Immunogenicity of our vaccine preparations was investigated via their ability to produce anti-polio specific antibodies in Wistar rats. The rats’ sera were tested for the presence of antibodies against polio via two tests; ELISA assay and micro-neutralization assay in tissue culture micro-plates system. ELISA results reviled the comparability and even superiority of some types of the experimental preparations over the traditional formaldehyde vaccine preparation. Previous studies demonstrated the adverse effect of formaldehyde on the antigenicity and immunogenicity of IPV and suggested the usage of other means for inactivation such as beta-propiolactone [
28] or even gamma radiation [
5]. Despite the fact that ELISA can provide a good indication for the immune response; poliovirus neutralizing antibodies test is the reference test chosen by the WHO to reflect the level of protection and the immunity of polio vaccine preparations [
41]. This test investigates the ability of the produced serum antibodies to specifically neutralize a certain dose of poliovirus. Previous studies showed that neutralizing antibodies level should be above 1:8 to be considered protective [
42]. All our preparations produced protective levels of antibodies against polioviruses and were comparable to traditional formaldehyde.

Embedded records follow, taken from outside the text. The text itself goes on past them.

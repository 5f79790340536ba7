use std::panic::{self, AssertUnwindSafe};

use axum::{
    extract::{MatchedPath, Request, State},
    http::{HeaderValue, StatusCode},
    middleware::Next,
    response::Response,
};
use futures_util::FutureExt;
use tracing::{debug, error};

use super::recorder::{format_elapsed, RequestRecorder};

/// Response header carrying the handler wall time, e.g. `0.0123s`.
pub const PROCESS_TIME_HEADER: &str = "x-process-time";

/// Axum middleware that times every non-excluded request, records it in the
/// registry and stamps `X-Process-Time` on the response.
///
/// The key is the matched route template (`/api/aircraft/:model`); requests
/// that matched no route share [`UNMATCHED_PATH`](super::UNMATCHED_PATH).
/// A panicking handler is recorded as a 500 and the panic is resumed untouched.
///
/// Mount with `axum::middleware::from_fn_with_state(recorder, record_request)`.
pub async fn record_request(
    State(recorder): State<RequestRecorder>,
    req: Request,
    next: Next,
) -> Response {
    let method = req.method().clone();
    let path = req.uri().path().to_owned();
    let template = req
        .extensions()
        .get::<MatchedPath>()
        .map(|p| p.as_str().to_owned());

    let Some(in_flight) = recorder.begin(method.as_str(), &path, template.as_deref()) else {
        return next.run(req).await;
    };

    let mut response = match AssertUnwindSafe(next.run(req)).catch_unwind().await {
        Ok(response) => response,
        Err(payload) => {
            let elapsed = in_flight.complete(StatusCode::INTERNAL_SERVER_ERROR.as_u16());
            error!(%method, %path, elapsed = %format_elapsed(elapsed), "handler panicked");
            panic::resume_unwind(payload);
        }
    };

    let status = response.status().as_u16();
    let elapsed = in_flight.complete(status);
    let formatted = format_elapsed(elapsed);

    // ── Inject response header ──────────────────────────────────
    if let Ok(val) = HeaderValue::from_str(&formatted) {
        response.headers_mut().insert(PROCESS_TIME_HEADER, val);
    }

    debug!(%method, %path, status, elapsed = %formatted, "request recorded");

    response
}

Based on the shown superiority in the antigen preservation of our experimental inactivating agents; a similar superiority was anticipated in the induction of antibodies in rats. However, the obtained immune response results from this experiment did not reflect that. This could be partially explained by the yet to be cleared correlation between in vitro and in vivo potency assays in case of sIPV products. Such correlation has been long established and proved for conventional Salk IPV vaccines [
38]. Also, previous studies showed that in some cases the loss of the D-antigen did not impact significantly on the in vivo potency of sIPV vaccine [
40]. Another explanation could be the use of “statistical significance” itself in the interpretation of results. In the last few years, many calls for omitting the use of P value and statistical significance to accept or reject the research hypothesis were made [
43,
44]. The statistically non- significant differences do not mean that the data are not different; they rather indicate that many factors such as the sample size and the number of replicates can affect the experiment and consequently might give different results [
45].
Therefore, further investigation will be carried out using different doses of the preparations and analyzing the antibodies levels at different time intervals for better understanding of the immune responses of our preparations and exploring the possibility of antigen sparing per human dose which will definitely cause more reduction in the cost of the vaccine.

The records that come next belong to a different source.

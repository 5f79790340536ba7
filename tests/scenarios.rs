//! End-to-end scenarios over the query and health surfaces.

use std::collections::BTreeMap;
use std::sync::atomic::Ordering;
use std::time::Duration;

use axum::http::StatusCode;
use serde_json::json;

use latency_telemetry::load_generator::SYNTHETIC_PREFIX;
use latency_telemetry::metrics::health::{self, HealthVerdict};
use latency_telemetry::{EndpointKey, HealthThresholds, MetricsRegistry};

mod common;

fn approx(a: f64, b: f64) -> bool {
    (a - b).abs() < 1e-9
}

#[test]
fn three_requests_one_client_error() {
    let registry = MetricsRegistry::new(1000).unwrap();
    registry.observe("GET", "/x", 0.10, 200);
    registry.observe("GET", "/x", 0.20, 200);
    registry.observe("GET", "/x", 0.30, 422);

    let m = registry.endpoint_metrics(&EndpointKey::new("GET", "/x"));
    assert_eq!(m.request_count, 3);
    assert_eq!(m.error_count, 1);
    assert!((m.error_rate - 0.333).abs() < 0.001);
    assert!(approx(m.avg_response_time, 0.20));
    assert_eq!(m.min_response_time, 0.10);
    assert_eq!(m.max_response_time, 0.30);
    assert_eq!(m.status_codes, BTreeMap::from([(200, 2), (422, 1)]));
}

#[test]
fn error_rate_at_threshold_is_healthy() {
    let registry = MetricsRegistry::new(1000).unwrap();
    for _ in 0..19 {
        registry.observe("GET", "/ok", 0.05, 200);
    }
    registry.observe("GET", "/ok", 0.05, 500);

    let system = registry.system_metrics();
    assert!(approx(system.overall_error_rate, 0.05));
    assert!(approx(system.avg_response_time, 0.05));

    let thresholds = HealthThresholds {
        max_error_rate: 0.05,
        max_avg_response_time: 1.0,
    };
    let report = health::evaluate(&system, &thresholds);
    assert_eq!(report.status, HealthVerdict::Healthy);

    registry.observe("GET", "/ok", 0.05, 500);
    let report = health::evaluate(&registry.system_metrics(), &thresholds);
    assert_eq!(report.status, HealthVerdict::Degraded);
}

#[test]
fn history_keeps_the_last_capacity_values() {
    let capacity = 100;
    let registry = MetricsRegistry::new(capacity).unwrap();
    for i in 0..(capacity + 37) {
        registry.observe("GET", "/h", i as f64, 200);
    }

    let snap = registry.snapshot(&EndpointKey::new("GET", "/h")).unwrap();
    let expected: Vec<f64> = (37..capacity + 37).map(|i| i as f64).collect();
    assert_eq!(snap.samples, expected);
    assert_eq!(snap.request_count, (capacity + 37) as u64);
}

#[test]
fn p99_never_below_median() {
    let registry = MetricsRegistry::new(500).unwrap();
    for i in 0..500u32 {
        let secs = f64::from((i * 37) % 101) / 100.0;
        registry.observe("GET", "/spread", secs, 200);
    }
    let m = registry.endpoint_metrics(&EndpointKey::new("GET", "/spread"));
    assert!(m.p99_response_time >= m.p95_response_time);
    assert!(m.p99_response_time >= m.p50_response_time);
}

#[test]
fn reset_isolates_measurement_windows() {
    let registry = MetricsRegistry::new(10).unwrap();
    registry.observe("GET", "/stale", 0.1, 500);
    registry.reset();
    registry.observe("GET", "/fresh", 0.1, 200);

    let system = registry.system_metrics();
    assert_eq!(system.total_requests, 1);
    assert_eq!(system.total_errors, 0);
    assert_eq!(system.active_endpoints, 1);
    assert_eq!(
        registry
            .endpoint_metrics(&EndpointKey::new("GET", "/stale"))
            .request_count,
        0
    );
}

#[tokio::test]
async fn health_route_switches_to_503() {
    let state = common::state();
    let app = common::router(&state);

    let res = common::get(&app, "/api/metrics/health").await;
    assert_eq!(res.status(), StatusCode::OK);
    let body = common::body_json(res).await;
    assert_eq!(body["status"], "healthy");
    assert_eq!(body["thresholds"]["max_error_rate"], 0.05);

    for _ in 0..9 {
        state.metrics.observe("GET", "/x", 0.01, 200);
    }
    state.metrics.observe("GET", "/x", 0.01, 503);

    let res = common::get(&app, "/api/metrics/health").await;
    assert_eq!(res.status(), StatusCode::SERVICE_UNAVAILABLE);
    let body = common::body_json(res).await;
    assert_eq!(body["status"], "degraded");
    assert_eq!(body["breaches"], json!(["max_error_rate"]));
    assert_eq!(body["total_requests"], 10);
}

#[tokio::test]
async fn query_routes_serve_snapshots() {
    let state = common::state();
    let app = common::router(&state);

    common::get(&app, "/api/aircraft/A320").await;
    common::get(&app, "/api/aircraft/nope").await;
    common::get(&app, "/api/compliance/check/B737/US").await;

    let system = common::body_json(common::get(&app, "/api/metrics").await).await;
    assert_eq!(system["total_requests"], 3);
    assert_eq!(system["total_errors"], 1);
    assert_eq!(system["active_endpoints"], 2);
    assert!(system["uptime_human"].is_string());
    assert!(system["last_observation"].is_string());

    let one = common::body_json(
        common::get(&app, "/api/metrics/endpoint?method=get&path=/api/aircraft/:model").await,
    )
    .await;
    assert_eq!(one["method"], "GET");
    assert_eq!(one["request_count"], 2);
    assert_eq!(one["error_count"], 1);
    assert_eq!(one["status_codes"]["404"], 1);

    let unseen =
        common::body_json(common::get(&app, "/api/metrics/endpoint?path=/never").await).await;
    assert_eq!(unseen["request_count"], 0);
    assert_eq!(unseen["error_rate"], 0.0);
    assert_eq!(unseen["p99_response_time"], 0.0);

    let all = common::body_json(common::get(&app, "/api/metrics/endpoints").await).await;
    let paths: Vec<&str> = all
        .as_array()
        .unwrap()
        .iter()
        .map(|e| e["path"].as_str().unwrap())
        .collect();
    assert_eq!(
        paths,
        vec!["/api/aircraft/:model", "/api/compliance/check/:model/:country"]
    );
}

#[tokio::test]
async fn load_routes_validate_and_report() {
    let state = common::state();
    let app = common::router(&state);

    let res = common::post_json(&app, "/api/load/start", json!({ "concurrency": 0 })).await;
    assert_eq!(res.status(), StatusCode::BAD_REQUEST);

    let res = common::post_json(&app, "/api/load/start", json!({ "error_pct": 101 })).await;
    assert_eq!(res.status(), StatusCode::BAD_REQUEST);

    let status = common::body_json(common::get(&app, "/api/load/status").await).await;
    assert_eq!(status["running"], false);

    let res = common::post_json(
        &app,
        "/api/load/start",
        json!({ "concurrency": 2, "duration_secs": 30, "error_pct": 0 }),
    )
    .await;
    assert_eq!(res.status(), StatusCode::OK);

    let res = common::post_json(&app, "/api/load/start", json!({})).await;
    assert_eq!(res.status(), StatusCode::CONFLICT);

    let stopped = common::body_json(common::post_json(&app, "/api/load/stop", json!({})).await).await;
    assert_eq!(stopped["running"], false);
}

#[tokio::test]
async fn synthetic_load_leaves_served_routes_alone() {
    let state = common::state();
    let app = common::router(&state);

    let res = common::post_json(
        &app,
        "/api/load/start",
        json!({ "concurrency": 4, "duration_secs": 1, "error_pct": 100 }),
    )
    .await;
    assert_eq!(res.status(), StatusCode::OK);

    let res = common::get(&app, "/api/aircraft/A320").await;
    assert_eq!(res.status(), StatusCode::OK);

    tokio::time::sleep(Duration::from_millis(300)).await;
    common::post_json(&app, "/api/load/stop", json!({})).await;

    let aircraft = state
        .metrics
        .endpoint_metrics(&EndpointKey::new("GET", "/api/aircraft/:model"));
    assert_eq!(aircraft.request_count, 1);
    assert_eq!(aircraft.error_count, 0);
    assert!(state
        .metrics
        .snapshot(&EndpointKey::new("GET", "/api/compliance/check/:model/:country"))
        .is_none());

    let synthetic: Vec<_> = state
        .metrics
        .all_endpoint_metrics()
        .into_iter()
        .filter(|m| m.path.starts_with(SYNTHETIC_PREFIX))
        .collect();
    assert!(!synthetic.is_empty());
    assert!(synthetic.iter().all(|m| m.error_count == m.request_count));
}

#[tokio::test(flavor = "multi_thread", worker_threads = 4)]
async fn racing_start_and_stop_never_strand_a_run() {
    let state = common::state();
    let app = common::router(&state);
    let body = json!({ "concurrency": 2, "duration_secs": 60, "error_pct": 0 });

    for _ in 0..20 {
        let (started, _) = tokio::join!(
            common::post_json(&app, "/api/load/start", body.clone()),
            common::post_json(&app, "/api/load/stop", json!({})),
        );
        assert_eq!(started.status(), StatusCode::OK);

        // Whichever ran second, a final stop must find and reap the run.
        let stopped =
            common::body_json(common::post_json(&app, "/api/load/stop", json!({})).await).await;
        assert_eq!(stopped["running"], false);
        assert!(!state.load_running.load(Ordering::SeqCst));
        assert!(state.load_handle.lock().await.is_none());
    }
}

Another future approach to be investigated is the use of novel oral polio vaccine strains (nOPVs) for the production of sIPV. Novel OPVs are genetically modified versions from Sabin OPV strains designed to be more stable and less likely to regain virulence causing cVDPV cases. In the last few years, a novel OPV type-2 vaccine (nOPV-2) has been developed as a part of the strategies for the response to cVDPV-2s, adopted by GPEI [
46]. Two vaccine candidates of nOPV-2 are currently in clinical trials [
47] while nOPV-1 and nOPV-3 are in preclinical stage [
48]. Novel OPV strains are now investigated to be used as critical tools in cases of outbreaks to achieve and maintain eradication of polio. However, they might also serve as an alternative for standard Sabin strains in the production of sIPV. This approach can minimize the biohazard risk imposed by the polio vaccine manufacturing facilities in the post-eradication era. Our experimental inactivating agents which demonstrated their ability to inactivate traditional Sabine polioviruses may have the potential to be effective on the modified strains as well.